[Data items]
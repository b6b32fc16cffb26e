//! Database abstraction layer.
//!
//! Provides a trait-based interface for the three engine families, allowing
//! the orchestrator to drive any of them through the same calls.

mod mock;
mod mssql;
mod mysql;
mod postgres;
mod types;

pub use mock::{MockAdapter, MockBackend, MockEvent};
pub use mssql::MsSqlAdapter;
pub use mysql::MySqlAdapter;
pub use postgres::PostgresAdapter;
pub use types::{row_from_pairs, Row, Value};

pub(crate) use types::text_or_bytes;

use crate::config::ConnectionConfig;
use crate::error::{HubError, Result};
use async_trait::async_trait;
use std::sync::Arc;
use std::time::Duration;

/// Upper bound on establishing one backend connection.
pub(crate) const CONNECT_TIMEOUT: Duration = Duration::from_secs(10);

/// Supported engine families.
#[derive(Debug, Clone, Copy, PartialEq, Eq, Hash, serde::Serialize, serde::Deserialize)]
#[serde(rename_all = "lowercase")]
pub enum EngineType {
    MySql,
    Postgres,
    MsSql,
}

impl EngineType {
    /// Returns the engine as a string for logs and persistence.
    pub fn as_str(&self) -> &'static str {
        match self {
            Self::MySql => "mysql",
            Self::Postgres => "postgres",
            Self::MsSql => "mssql",
        }
    }

    /// Parses an engine from a string.
    pub fn parse(s: &str) -> Option<Self> {
        match s.to_lowercase().as_str() {
            "mysql" | "mariadb" => Some(Self::MySql),
            "postgres" | "postgresql" => Some(Self::Postgres),
            "mssql" | "sqlserver" => Some(Self::MsSql),
            _ => None,
        }
    }

    /// Maps a connection URL scheme to its engine.
    pub fn from_url_scheme(scheme: &str) -> Option<Self> {
        Self::parse(scheme)
    }

    /// Returns the default port for this engine.
    pub fn default_port(&self) -> u16 {
        match self {
            Self::MySql => 3306,
            Self::Postgres => 5432,
            Self::MsSql => 1433,
        }
    }
}

impl std::fmt::Display for EngineType {
    fn fmt(&self, f: &mut std::fmt::Formatter<'_>) -> std::fmt::Result {
        f.write_str(self.as_str())
    }
}

/// Creates the adapter for an engine family.
///
/// The engine is resolved once here; connections produced by the adapter
/// never re-dispatch on engine type.
pub fn adapter_for(engine: EngineType) -> Arc<dyn BackendAdapter> {
    match engine {
        EngineType::MySql => Arc::new(MySqlAdapter::new()),
        EngineType::Postgres => Arc::new(PostgresAdapter::new()),
        EngineType::MsSql => Arc::new(MsSqlAdapter::new()),
    }
}

/// Maps a driver connection error to `HubError::Connection`.
///
/// The driver's message is always kept verbatim; a short hint is appended
/// for the common failure shapes.
pub(crate) fn connection_failure(
    config: &ConnectionConfig,
    engine: EngineType,
    error: impl std::fmt::Display,
) -> HubError {
    let raw = error.to_string();
    let lower = raw.to_lowercase();
    let host = config.host_or_default();
    let port = config.port_or_default(engine);

    let hint = if lower.contains("connection refused") || lower.contains("could not connect") {
        Some(format!("check that the server at {host}:{port} is running"))
    } else if lower.contains("authentication failed") || lower.contains("access denied") {
        Some(format!(
            "check the credentials for user '{}'",
            config.user.as_deref().unwrap_or("unknown")
        ))
    } else if lower.contains("timed out") || lower.contains("timeout") {
        Some(format!("{host}:{port} may be overloaded or unreachable"))
    } else {
        None
    };

    match hint {
        Some(hint) => HubError::connection(&config.name, format!("{raw} ({hint})")),
        None => HubError::connection(&config.name, raw),
    }
}

/// Opens connections for one engine family.
#[async_trait]
pub trait BackendAdapter: Send + Sync {
    /// The engine family this adapter speaks.
    fn engine(&self) -> EngineType;

    /// Connects to the backend described by `config`.
    ///
    /// Fails with `HubError::Connection` naming the config and carrying the
    /// driver's message.
    async fn connect(&self, config: &ConnectionConfig) -> Result<Box<dyn BackendConnection>>;
}

/// One live connection, exclusively owned by the caller.
#[async_trait]
pub trait BackendConnection: Send {
    /// Executes one statement and returns every row it produced.
    ///
    /// All-or-nothing: on error no rows are returned.
    async fn execute_statement(&mut self, sql: &str) -> Result<Vec<Row>>;

    /// Closes the connection. Calling it again is a no-op.
    async fn disconnect(&mut self) -> Result<()>;
}

#[cfg(test)]
mod tests {
    use super::*;

    #[test]
    fn test_engine_parse() {
        assert_eq!(EngineType::parse("MySQL"), Some(EngineType::MySql));
        assert_eq!(EngineType::parse("postgresql"), Some(EngineType::Postgres));
        assert_eq!(EngineType::parse("sqlserver"), Some(EngineType::MsSql));
        assert_eq!(EngineType::parse("oracle"), None);
    }

    #[test]
    fn test_engine_serde_matches_request_type_field() {
        let engine: EngineType = serde_json::from_str("\"mssql\"").unwrap();
        assert_eq!(engine, EngineType::MsSql);
        assert_eq!(serde_json::to_string(&EngineType::MySql).unwrap(), "\"mysql\"");
    }

    #[test]
    fn test_connection_failure_keeps_raw_message() {
        let config = ConnectionConfig {
            name: "replica".to_string(),
            host: Some("db.internal".to_string()),
            ..Default::default()
        };

        let err = connection_failure(
            &config,
            EngineType::MySql,
            "error communicating with database: Connection refused (os error 111)",
        );
        match err {
            HubError::Connection { backend, message } => {
                assert_eq!(backend, "replica");
                assert!(message.starts_with("error communicating with database"));
                assert!(message.contains("db.internal:3306"));
            }
            other => panic!("Expected Connection error, got {other:?}"),
        }

        let plain = connection_failure(&config, EngineType::MySql, "something odd");
        assert_eq!(plain.message(), "something odd");
    }

    #[test]
    fn test_adapter_for_selects_engine() {
        for engine in [EngineType::MySql, EngineType::Postgres, EngineType::MsSql] {
            assert_eq!(adapter_for(engine).engine(), engine);
        }
    }
}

Aim of the task. A verbatim copy of every record is what you should return.

Task output.
repository b6b32fc16cffb26e
//! Database abstraction layer.
//!
//! Provides a trait-based interface for the three engine families, allowing
//! the orchestrator to drive any of them through the same calls.

mod mock;
mod mssql;
mod mysql;
mod postgres;
mod types;

pub use mock::{MockAdapter, MockBackend, MockEvent};
pub use mssql::MsSqlAdapter;
pub use mysql::MySqlAdapter;
pub use postgres::PostgresAdapter;
pub use types::{row_from_pairs, Row, Value};

pub(crate) use types::text_or_bytes;

use crate::config::ConnectionConfig;
use crate::error::{HubError, Result};
use async_trait::async_trait;
use std::sync::Arc;
use std::time::Duration;

/// Upper bound on establishing one backend connection.
pub(crate) const CONNECT_TIMEOUT: Duration = Duration::from_secs(10);

/// Supported engine families.
#[derive(Debug, Clone, Copy, PartialEq, Eq, Hash, serde::Serialize, serde::Deserialize)]
#[serde(rename_all = "lowercase")]
pub enum EngineType {
    MySql,
    Postgres,
    MsSql,
}

impl EngineType {
    /// Returns the engine as a string for logs and persistence.
    pub fn as_str(&self) -> &'static str {
        match self {
            Self::MySql => "mysql",
            Self::Postgres => "postgres",
            Self::MsSql => "mssql",
        }
    }

    /// Parses an engine from a string.
    pub fn parse(s: &str) -> Option<Self> {
        match s.to_lowercase().as_str() {
            "mysql" | "mariadb" => Some(Self::MySql),
            "postgres" | "postgresql" => Some(Self::Postgres),
            "mssql" | "sqlserver" => Some(Self::MsSql),
            _ => None,
        }
    }

    /// Maps a connection URL scheme to its engine.
    pub fn from_url_scheme(scheme: &str) -> Option<Self> {
        Self::parse(scheme)
    }

    /// Returns the default port for this engine.
    pub fn default_port(&self) -> u16 {
        match self {
            Self::MySql => 3306,
            Self::Postgres => 5432,
            Self::MsSql => 1433,
        }
    }
}

impl std::fmt::Display for EngineType {
    fn fmt(&self, f: &mut std::fmt::Formatter<'_>) -> std::fmt::Result {
        f.write_str(self.as_str())
    }
}

/// Creates the adapter for an engine family.
///
/// The engine is resolved once here; connections produced by the adapter
/// never re-dispatch on engine type.
pub fn adapter_for(engine: EngineType) -> Arc<dyn BackendAdapter> {
    match engine {
        EngineType::MySql => Arc::new(MySqlAdapter::new()),
        EngineType::Postgres => Arc::new(PostgresAdapter::new()),
        EngineType::MsSql => Arc::new(MsSqlAdapter::new()),
    }
}

/// Maps a driver connection error to `HubError::Connection`.
///
/// The driver's message is always kept verbatim; a short hint is appended
/// for the common failure shapes.
pub(crate) fn connection_failure(
    config: &ConnectionConfig,
    engine: EngineType,
    error: impl std::fmt::Display,
) -> HubError {
    let raw = error.to_string();
    let lower = raw.to_lowercase();
    let host = config.host_or_default();
    let port = config.port_or_default(engine);

    let hint = if lower.contains("connection refused") || lower.contains("could not connect") {
        Some(format!("check that the server at {host}:{port} is running"))
    } else if lower.contains("authentication failed") || lower.contains("access denied") {
        Some(format!(
            "check the credentials for user '{}'",
            config.user.as_deref().unwrap_or("unknown")
        ))
    } else if lower.contains("timed out") || lower.contains("timeout") {
        Some(format!("{host}:{port} may be overloaded or unreachable"))
    } else {
        None
    };

    match hint {
        Some(hint) => HubError::connection(&config.name, format!("{raw} ({hint})")),
        None => HubError::connection(&config.name, raw),
    }
}

/// Opens connections for one engine family.
#[async_trait]
pub trait BackendAdapter: Send + Sync {
    /// The engine family this adapter speaks.
    fn engine(&self) -> EngineType;

    /// Connects to the backend described by `config`.
    ///
    /// Fails with `HubError::Connection` naming the config and carrying the
    /// driver's message.
    async fn connect(&self, config: &ConnectionConfig) -> Result<Box<dyn BackendConnection>>;
}

/// One live connection, exclusively owned by the caller.
#[async_trait]
pub trait BackendConnection: Send {
    /// Executes one statement and returns every row it produced.
    ///
    /// All-or-nothing: on error no rows are returned.
    async fn execute_statement(&mut self, sql: &str) -> Result<Vec<Row>>;

    /// Closes the connection. Calling it again is a no-op.
    async fn disconnect(&mut self) -> Result<()>;
}

#[cfg(test)]
mod tests {
    use super::*;

    #[test]
    fn test_engine_parse() {
        assert_eq!(EngineType::parse("MySQL"), Some(EngineType::MySql));
        assert_eq!(EngineType::parse("postgresql"), Some(EngineType::Postgres));
        assert_eq!(EngineType::parse("sqlserver"), Some(EngineType::MsSql));
        assert_eq!(EngineType::parse("oracle"), None);
    }

    #[test]
    fn test_engine_serde_matches_request_type_field() {
        let engine: EngineType = serde_json::from_str("\"mssql\"").unwrap();
        assert_eq!(engine, EngineType::MsSql);
        assert_eq!(serde_json::to_string(&EngineType::MySql).unwrap(), "\"mysql\"");
    }

    #[test]
    fn test_connection_failure_keeps_raw_message() {
        let config = ConnectionConfig {
            name: "replica".to_string(),
            host: Some("db.internal".to_string()),
            ..Default::default()
        };

        let err = connection_failure(
            &config,
            EngineType::MySql,
            "error communicating with database: Connection refused (os error 111)",
        );
        match err {
            HubError::Connection { backend, message } => {
                assert_eq!(backend, "replica");
                assert!(message.starts_with("error communicating with database"));
                assert!(message.contains("db.internal:3306"));
            }
            other => panic!("Expected Connection error, got {other:?}"),
        }

        let plain = connection_failure(&config, EngineType::MySql, "something odd");
        assert_eq!(plain.message(), "something odd");
    }

    #[test]
    fn test_adapter_for_selects_engine() {
        for engine in [EngineType::MySql, EngineType::Postgres, EngineType::MsSql] {
            assert_eq!(adapter_for(engine).engine(), engine);
        }
    }
}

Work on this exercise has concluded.